Historian Patrick Weller dubbed the last parliamentary sittings of the year, in late November and early December, ‘the Killing Season’, in his 2014 biography of Kevin Rudd. Weller’s argument is that, with the year drawing to a close, political machinations reach a peak of urgency.
How true that is is debatable: only Rudd and Hawke were knifed in December in the last 50 years. Still, it’s become a favourite meme of the chattering class, so all eyes are on Ley’s flailing leadership. The political pointy end of the stick has just been made a bit sharper by the Liberals’ coalition partners, the Nationals.
The Nationals are set to dump a net-zero emissions target after a special partyroom meeting on Sunday, raising the stakes for Sussan Ley to quickly unveil a new course on climate and energy policy that keeps the coalition united.

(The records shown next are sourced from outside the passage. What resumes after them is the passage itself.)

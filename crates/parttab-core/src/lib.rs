//! # parttab Core
//!
//! Foundational types for partition table inspection:
//! - **ByteSource**: bounded, read-only access to a disk image or device
//! - **PartitionRecord / DiskReport**: the normalized output model
//! - **Error / Warning**: the hard/soft failure taxonomy
//!
//! Decoders live in `parttab-tables`; probe orchestration lives in
//! `parttab-pipeline`. This crate never opens files itself — sources are
//! constructed by the caller and handed to the pipeline by reference.
//!
//! ## Example
//!
//! ```rust
//! use parttab_core::{ByteSource, StreamSource};
//! use std::io::Cursor;
//!
//! let mut source = StreamSource::new(Cursor::new(vec![0u8; 1024])).unwrap();
//! assert_eq!(source.size(), 1024);
//! let sector = source.read_at(0, 512).unwrap();
//! assert_eq!(sector.len(), 512);
//! ```

pub mod error;
pub mod source;
pub mod types;

// Re-export commonly used items
pub use error::{Error, Result};
pub use source::{ByteSource, MmapSource, StreamSource, MAX_MMAP_SIZE};
pub use types::{Detection, DiskReport, PartitionRecord, TableKind, TableReport, Warning};
//! Normalized output model
//!
//! Decoders produce [`PartitionRecord`]s; the pipeline aggregates them
//! into one [`DiskReport`] per image. Records are immutable once created
//! and owned solely by the report that holds them.

use serde::{Deserialize, Serialize};
use std::fmt;

/// Which on-disk format a table or record came from
#[derive(Debug, Clone, Copy, PartialEq, Eq, Serialize, Deserialize)]
pub enum TableKind {
    Mbr,
    Gpt,
    Bsd,
}

impl TableKind {
    /// Human-readable table name
    pub fn name(&self) -> &'static str {
        match self {
            TableKind::Mbr => "Master Boot Record",
            TableKind::Gpt => "GUID Partition Table",
            TableKind::Bsd => "BSD Disklabel",
        }
    }
}

impl fmt::Display for TableKind {
    fn fmt(&self, f: &mut fmt::Formatter<'_>) -> fmt::Result {
        write!(f, "{}", self.name())
    }
}

/// One normalized partition entry, cross-format
#[derive(Debug, Clone, Serialize, Deserialize)]
pub struct PartitionRecord {
    /// Format of the table this record came from
    pub source: TableKind,

    /// 1-based slot position within its table
    pub index: usize,

    /// Human string for the type byte / type GUID; "Unknown" if unmapped
    pub type_descriptor: String,

    /// Absolute start sector
    pub start: u64,

    /// Size in sectors
    pub size: u64,

    /// Free-text annotation ("* ID=0x83", volume name, flags)
    pub note: String,
}

impl fmt::Display for PartitionRecord {
    fn fmt(&self, f: &mut fmt::Formatter<'_>) -> fmt::Result {
        write!(
            f,
            "#{} {} [start {}, {} sectors] {}",
            self.index, self.type_descriptor, self.start, self.size, self.note
        )
    }
}

/// Soft decode findings attached to a recognized table
///
/// Warnings never abort decoding; the decoded fields are still reported
/// best-effort for forensic use.
#[derive(Debug, Clone, PartialEq, Eq, Serialize, Deserialize)]
pub enum Warning {
    /// GPT header CRC32 did not match the recomputed value
    HeaderChecksumMismatch { stored: u32, computed: u32 },

    /// GPT partition entry array CRC32 did not match
    EntryArrayChecksumMismatch { stored: u32, computed: u32 },

    /// BSD disklabel 16-bit checksum did not match
    LabelChecksumMismatch { stored: u16, computed: u16 },

    /// Primary GPT header was unusable; fields come from the backup
    BackupHeaderUsed { lba: u64 },
}

impl fmt::Display for Warning {
    fn fmt(&self, f: &mut fmt::Formatter<'_>) -> fmt::Result {
        match self {
            Warning::HeaderChecksumMismatch { stored, computed } => write!(
                f,
                "header CRC32 mismatch: stored 0x{stored:08X}, computed 0x{computed:08X}"
            ),
            Warning::EntryArrayChecksumMismatch { stored, computed } => write!(
                f,
                "partition array CRC32 mismatch: stored 0x{stored:08X}, computed 0x{computed:08X}"
            ),
            Warning::LabelChecksumMismatch { stored, computed } => write!(
                f,
                "label checksum mismatch: stored 0x{stored:04X}, computed 0x{computed:04X}"
            ),
            Warning::BackupHeaderUsed { lba } => {
                write!(f, "primary header unusable, decoded backup at LBA {lba}")
            }
        }
    }
}

/// One recognized table with its records and soft findings
#[derive(Debug, Clone, Serialize, Deserialize)]
pub struct TableReport {
    pub kind: TableKind,
    /// Format-level identity: MBR disk serial, GPT disk GUID
    pub descriptor: Option<String>,
    pub records: Vec<PartitionRecord>,
    pub warnings: Vec<Warning>,
}

/// Everything recognized on one image
///
/// An image may legitimately hold more than one table (protective MBR
/// plus GPT is the common case); both are kept, in probe order.
#[derive(Debug, Clone, Serialize, Deserialize)]
pub struct DiskReport {
    /// Identity of the inspected image (path or label)
    pub source: String,
    pub tables: Vec<TableReport>,
}

impl DiskReport {
    pub fn new(source: impl Into<String>) -> Self {
        Self {
            source: source.into(),
            tables: Vec::new(),
        }
    }

    /// True when no format was recognized; a valid, non-error outcome
    pub fn is_empty(&self) -> bool {
        self.tables.is_empty()
    }

    /// First table of the given kind, if any was recognized
    pub fn table(&self, kind: TableKind) -> Option<&TableReport> {
        self.tables.iter().find(|t| t.kind == kind)
    }
}

/// Tagged probe result shared by all decoders
///
/// A decoder is a pure function from bytes to one of these tags; the
/// pipeline composes results by matching on them. `Absent` is the
/// overwhelmingly common outcome and is not an error.
#[derive(Debug)]
pub enum Detection<T> {
    /// Signature matched and the table decoded
    Recognized(T),

    /// Signature/magic mismatch: this format is not present
    Absent,

    /// Signature matched but the structure is impossible; the reason is
    /// logged and this table contributes nothing to the report
    Malformed(String),
}

impl<T> Detection<T> {
    pub fn is_recognized(&self) -> bool {
        matches!(self, Detection::Recognized(_))
    }

    /// Unwrap the recognized value, discarding negative outcomes
    pub fn recognized(self) -> Option<T> {
        match self {
            Detection::Recognized(t) => Some(t),
            _ => None,
        }
    }
}

#[cfg(test)]
mod tests {
    use super::*;

    #[test]
    fn test_table_kind_names() {
        assert_eq!(TableKind::Mbr.name(), "Master Boot Record");
        assert_eq!(TableKind::Gpt.name(), "GUID Partition Table");
        assert_eq!(TableKind::Bsd.name(), "BSD Disklabel");
    }

    #[test]
    fn test_disk_report_lookup() {
        let mut report = DiskReport::new("disk.img");
        assert!(report.is_empty());

        report.tables.push(TableReport {
            kind: TableKind::Mbr,
            descriptor: Some("1A2B3C4D".to_string()),
            records: vec![],
            warnings: vec![],
        });
        report.tables.push(TableReport {
            kind: TableKind::Gpt,
            descriptor: None,
            records: vec![],
            warnings: vec![],
        });

        assert!(!report.is_empty());
        assert!(report.table(TableKind::Mbr).is_some());
        assert!(report.table(TableKind::Gpt).is_some());
        assert!(report.table(TableKind::Bsd).is_none());
    }

    #[test]
    fn test_detection_recognized() {
        let d = Detection::Recognized(42);
        assert!(d.is_recognized());
        assert_eq!(d.recognized(), Some(42));

        let d: Detection<i32> = Detection::Absent;
        assert!(!d.is_recognized());
        assert_eq!(d.recognized(), None);
    }

    #[test]
    fn test_warning_display() {
        let w = Warning::HeaderChecksumMismatch {
            stored: 0xDEADBEEF,
            computed: 0x12345678,
        };
        let s = w.to_string();
        assert!(s.contains("0xDEADBEEF"));
        assert!(s.contains("0x12345678"));
    }
}
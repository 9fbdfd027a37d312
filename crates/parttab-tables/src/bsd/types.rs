//! BSD disklabel fstype lookup

/// Human string for a disklabel fstype byte
///
/// Data, not behavior: extend freely without touching the decoder.
pub fn fstype_name(byte: u8) -> &'static str {
    match byte {
        0x00 => "Unused",
        0x01 => "Swap",
        0x02 => "V6",
        0x03 => "V7",
        0x04 => "SystemV",
        0x05 => "4.1BSD",
        0x06 => "Eighth edition",
        0x07 => "4.2BSD fast file system (FFS)",
        0x08 => "MSDOS (FAT variants)",
        0x09 => "4.4BSD (LFS)",
        0x0B => "OS/2 (HPFS)",
        0x0C => "CD-ROM (ISO9660)",
        0x0D => "Bootstrap",
        0x1B => "ZFS",
        0x20 => "NTFS",
        _ => "Unknown",
    }
}
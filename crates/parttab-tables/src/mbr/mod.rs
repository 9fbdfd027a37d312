//! MBR (Master Boot Record) decoder
//!
//! The MBR occupies the first 512 bytes of the disk and carries up to 4
//! primary partition entries.
//!
//! # Structure
//!
//! ```text
//! Offset  Size  Field
//! ------  ----  -----
//! 0x000   440   Bootstrap code
//! 0x1B8   4     Disk serial
//! 0x1BC   2     Reserved
//! 0x1BE   16    Partition entry 1
//! 0x1CE   16    Partition entry 2
//! 0x1DE   16    Partition entry 3
//! 0x1EE   16    Partition entry 4
//! 0x1FE   2     Boot signature (0xAA55)
//! ```

pub mod types;

use parttab_core::{ByteSource, Detection, PartitionRecord, Result, TableKind};
use serde::{Deserialize, Serialize};
use types::ChsAddress;

/// One occupied 16-byte partition slot
///
/// The status byte and both CHS addresses are kept verbatim so that a
/// decoded slot re-encodes to its original 16 bytes exactly.
#[derive(Debug, Clone, PartialEq, Eq, Serialize, Deserialize)]
pub struct MbrEntry {
    /// 1-based slot position
    pub index: usize,
    /// Raw status byte; the entry is active when >= 0x80
    pub status: u8,
    pub type_byte: u8,
    #[serde(skip)]
    pub chs_first: ChsAddress,
    #[serde(skip)]
    pub chs_last: ChsAddress,
    pub start_lba: u32,
    pub sector_count: u32,
}

impl MbrEntry {
    /// Size of one partition slot in bytes
    pub const SLOT_SIZE: usize = 16;

    /// Decode one 16-byte slot; `None` when the slot is unused (type 0x00)
    pub fn from_bytes(index: usize, bytes: &[u8]) -> Option<Self> {
        let type_byte = bytes[4];
        if type_byte == 0x00 {
            return None;
        }

        Some(Self {
            index,
            status: bytes[0],
            type_byte,
            chs_first: ChsAddress::from_bytes(&bytes[1..4]),
            chs_last: ChsAddress::from_bytes(&bytes[5..8]),
            start_lba: u32::from_le_bytes([bytes[8], bytes[9], bytes[10], bytes[11]]),
            sector_count: u32::from_le_bytes([bytes[12], bytes[13], bytes[14], bytes[15]]),
        })
    }

    /// Re-encode to the on-disk 16-byte slot layout
    pub fn to_bytes(&self) -> [u8; 16] {
        let mut out = [0u8; 16];
        out[0] = self.status;
        out[1..4].copy_from_slice(&self.chs_first.to_bytes());
        out[4] = self.type_byte;
        out[5..8].copy_from_slice(&self.chs_last.to_bytes());
        out[8..12].copy_from_slice(&self.start_lba.to_le_bytes());
        out[12..16].copy_from_slice(&self.sector_count.to_le_bytes());
        out
    }

    /// Active (bootable) flag, from the high bit of the status byte
    pub fn active(&self) -> bool {
        self.status >= 0x80
    }

    /// Human string for the type byte
    pub fn type_name(&self) -> &'static str {
        types::type_name(self.type_byte)
    }

    /// True for the 0xEE marker of a protective MBR hiding a GPT
    pub fn is_protective_gpt(&self) -> bool {
        self.type_byte == types::GPT_PROTECTIVE
    }

    /// True for extended partition containers (0x05, 0x0F, ...)
    pub fn is_extended(&self) -> bool {
        types::is_extended(self.type_byte)
    }

    /// True when the entry marks a BSD slice that may carry an embedded
    /// disklabel
    pub fn is_bsd_slice(&self) -> bool {
        types::is_bsd_slice(self.type_byte)
    }

    fn to_record(&self) -> PartitionRecord {
        let note = if self.active() {
            format!("* ID=0x{:02X}", self.type_byte)
        } else {
            format!("ID=0x{:02X}", self.type_byte)
        };
        PartitionRecord {
            source: TableKind::Mbr,
            index: self.index,
            type_descriptor: self.type_name().to_string(),
            start: self.start_lba as u64,
            size: self.sector_count as u64,
            note,
        }
    }
}

/// A decoded Master Boot Record
#[derive(Debug, Clone, Serialize, Deserialize)]
pub struct MbrTable {
    pub disk_serial: [u8; 4],
    /// Occupied slots only, in slot order
    pub entries: Vec<MbrEntry>,
}

impl MbrTable {
    /// The boot signature that must be present at offset 0x1FE
    pub const BOOT_SIGNATURE: u16 = 0xAA55;

    /// Size of the boot sector in bytes (always 512, independent of the
    /// device's logical sector size)
    pub const SECTOR_SIZE: usize = 512;

    /// Offset of the disk serial
    pub const DISK_SERIAL_OFFSET: usize = 0x1B8;

    /// Offset of the first partition slot
    pub const PARTITION_TABLE_OFFSET: usize = 0x1BE;

    /// Offset of the boot signature
    pub const BOOT_SIGNATURE_OFFSET: usize = 0x1FE;

    /// Number of partition slots
    pub const NUM_SLOTS: usize = 4;

    /// Decode the boot sector at offset 0
    ///
    /// The first 512 bytes are the one mandatory probe of the whole
    /// pipeline, so a truncated image surfaces as a hard error here.
    /// A missing boot signature is `Absent`, not an error.
    pub fn decode(source: &mut dyn ByteSource) -> Result<Detection<MbrTable>> {
        let sector = source.read_at(0, Self::SECTOR_SIZE)?;

        let boot_signature = u16::from_le_bytes([
            sector[Self::BOOT_SIGNATURE_OFFSET],
            sector[Self::BOOT_SIGNATURE_OFFSET + 1],
        ]);
        if boot_signature != Self::BOOT_SIGNATURE {
            return Ok(Detection::Absent);
        }

        let mut disk_serial = [0u8; 4];
        disk_serial.copy_from_slice(&sector[Self::DISK_SERIAL_OFFSET..Self::DISK_SERIAL_OFFSET + 4]);

        let mut entries = Vec::new();
        for slot in 0..Self::NUM_SLOTS {
            let offset = Self::PARTITION_TABLE_OFFSET + slot * MbrEntry::SLOT_SIZE;
            if let Some(entry) =
                MbrEntry::from_bytes(slot + 1, &sector[offset..offset + MbrEntry::SLOT_SIZE])
            {
                entries.push(entry);
            }
        }

        Ok(Detection::Recognized(MbrTable {
            disk_serial,
            entries,
        }))
    }

    /// Disk serial rendered as hex, as reference tooling prints it
    pub fn serial_hex(&self) -> String {
        hex::encode(self.disk_serial)
    }

    /// True when any entry carries the 0xEE protective marker; gates the
    /// GPT probe in the pipeline
    pub fn has_protective_gpt(&self) -> bool {
        self.entries.iter().any(|e| e.is_protective_gpt())
    }

    /// Entries whose type byte marks a BSD slice
    pub fn bsd_slices(&self) -> impl Iterator<Item = &MbrEntry> {
        self.entries.iter().filter(|e| e.is_bsd_slice())
    }

    /// Normalized records for the occupied slots
    pub fn records(&self) -> Vec<PartitionRecord> {
        self.entries.iter().map(MbrEntry::to_record).collect()
    }
}

#[cfg(test)]
mod tests {
    use super::*;
    use parttab_core::StreamSource;
    use std::io::Cursor;

    /// Boot sector with one bootable FAT32X partition at LBA 2048
    fn create_test_sector() -> Vec<u8> {
        let mut sector = vec![0u8; 512];

        // Disk serial
        sector[0x1B8..0x1BC].copy_from_slice(&[0x12, 0x34, 0x56, 0x78]);

        let e = 0x1BE;
        sector[e] = 0x80; // bootable
        sector[e + 1..e + 4].copy_from_slice(&[0x20, 0x21, 0x00]); // CHS first
        sector[e + 4] = 0x0C; // FAT32X
        sector[e + 5..e + 8].copy_from_slice(&[0xFE, 0xFF, 0xFF]); // CHS last
        sector[e + 8..e + 12].copy_from_slice(&2048u32.to_le_bytes());
        sector[e + 12..e + 16].copy_from_slice(&20480u32.to_le_bytes());

        sector[0x1FE] = 0x55;
        sector[0x1FF] = 0xAA;
        sector
    }

    fn decode(sector: Vec<u8>) -> Detection<MbrTable> {
        let mut source = StreamSource::new(Cursor::new(sector)).unwrap();
        MbrTable::decode(&mut source).unwrap()
    }

    #[test]
    fn test_decode_valid_sector() {
        let table = decode(create_test_sector()).recognized().unwrap();

        assert_eq!(table.serial_hex(), "12345678");
        assert_eq!(table.entries.len(), 1);

        let entry = &table.entries[0];
        assert_eq!(entry.index, 1);
        assert!(entry.active());
        assert_eq!(entry.type_byte, 0x0C);
        assert_eq!(entry.start_lba, 2048);
        assert_eq!(entry.sector_count, 20480);
        assert!(!table.has_protective_gpt());
    }

    #[test]
    fn test_records() {
        let table = decode(create_test_sector()).recognized().unwrap();
        let records = table.records();

        assert_eq!(records.len(), 1);
        assert_eq!(records[0].source, TableKind::Mbr);
        assert_eq!(records[0].index, 1);
        assert_eq!(records[0].type_descriptor, "FAT32X");
        assert_eq!(records[0].start, 2048);
        assert_eq!(records[0].size, 20480);
        assert_eq!(records[0].note, "* ID=0x0C");
    }

    #[test]
    fn test_missing_boot_signature_is_absent() {
        let mut sector = create_test_sector();
        sector[0x1FE] = 0x00;
        assert!(!decode(sector).is_recognized());
    }

    #[test]
    fn test_all_zero_sector_is_absent() {
        assert!(matches!(decode(vec![0u8; 512]), Detection::Absent));
    }

    #[test]
    fn test_truncated_image_is_hard_error() {
        let mut source = StreamSource::new(Cursor::new(vec![0u8; 100])).unwrap();
        let err = MbrTable::decode(&mut source).unwrap_err();
        assert!(err.is_truncated());
    }

    #[test]
    fn test_empty_slots_excluded() {
        let mut sector = vec![0u8; 512];
        sector[0x1FE] = 0x55;
        sector[0x1FF] = 0xAA;

        let table = decode(sector).recognized().unwrap();
        assert!(table.entries.is_empty());
        assert!(table.records().is_empty());
    }

    #[test]
    fn test_protective_gpt_detection() {
        let mut sector = vec![0u8; 512];
        let e = 0x1BE;
        sector[e + 4] = 0xEE;
        sector[e + 8..e + 12].copy_from_slice(&1u32.to_le_bytes());
        sector[e + 12..e + 16].copy_from_slice(&20479u32.to_le_bytes());
        sector[0x1FE] = 0x55;
        sector[0x1FF] = 0xAA;

        let table = decode(sector).recognized().unwrap();
        assert!(table.has_protective_gpt());

        let records = table.records();
        assert_eq!(records[0].type_descriptor, "EFI GPT protective MBR");
        assert_eq!(records[0].start, 1);
        assert_eq!(records[0].size, 20479);
    }

    #[test]
    fn test_bsd_slice_enumeration() {
        let mut sector = vec![0u8; 512];
        // Slot 1: Linux; slot 3: NetBSD
        let e1 = 0x1BE;
        sector[e1 + 4] = 0x83;
        sector[e1 + 8..e1 + 12].copy_from_slice(&64u32.to_le_bytes());
        sector[e1 + 12..e1 + 16].copy_from_slice(&100u32.to_le_bytes());
        let e3 = 0x1DE;
        sector[e3 + 4] = 0xA9;
        sector[e3 + 8..e3 + 12].copy_from_slice(&4096u32.to_le_bytes());
        sector[e3 + 12..e3 + 16].copy_from_slice(&8192u32.to_le_bytes());
        sector[0x1FE] = 0x55;
        sector[0x1FF] = 0xAA;

        let table = decode(sector).recognized().unwrap();
        assert_eq!(table.entries.len(), 2);

        let slices: Vec<_> = table.bsd_slices().collect();
        assert_eq!(slices.len(), 1);
        assert_eq!(slices[0].index, 3);
        assert_eq!(slices[0].start_lba, 4096);
    }

    #[test]
    fn test_slot_round_trip() {
        // Decoding then re-encoding each occupied slot reproduces the
        // original 16 bytes, including status byte and CHS fields.
        let sector = create_test_sector();
        let table = decode(sector.clone()).recognized().unwrap();

        for entry in &table.entries {
            let offset = 0x1BE + (entry.index - 1) * 16;
            assert_eq!(entry.to_bytes(), sector[offset..offset + 16]);
        }
    }

    #[test]
    fn test_non_boot_status_byte_preserved() {
        let mut sector = create_test_sector();
        sector[0x1BE] = 0x81; // unusual but seen in the wild

        let table = decode(sector).recognized().unwrap();
        let entry = &table.entries[0];
        assert!(entry.active());
        assert_eq!(entry.to_bytes()[0], 0x81);
    }
}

Nationals leader David Littleproud said his party would finalise its position on net zero after a 9am meeting in Canberra on Sunday, with senior party sources telling the Australian it was nearly certain the Nationals’ commitment to a carbon-neutral future would be junked.
The party is instead likely to back a climate policy that links Australia’s emissions reductions with what is being achieved globally, in line with a recommendation from a Nationals-commissioned report by the Page Research Centre.
This ought to be a no-brainer for the Liberals. ‘Net Zero’ has been an unmitigated disaster: wasting billions, with trillions more to go, for no discernable gain. In fact, ‘Net Zero’ is a net negative on almost measure.
Until two decades ago, cheap and abundant energy was a clear comparative economic advantage for our nation […]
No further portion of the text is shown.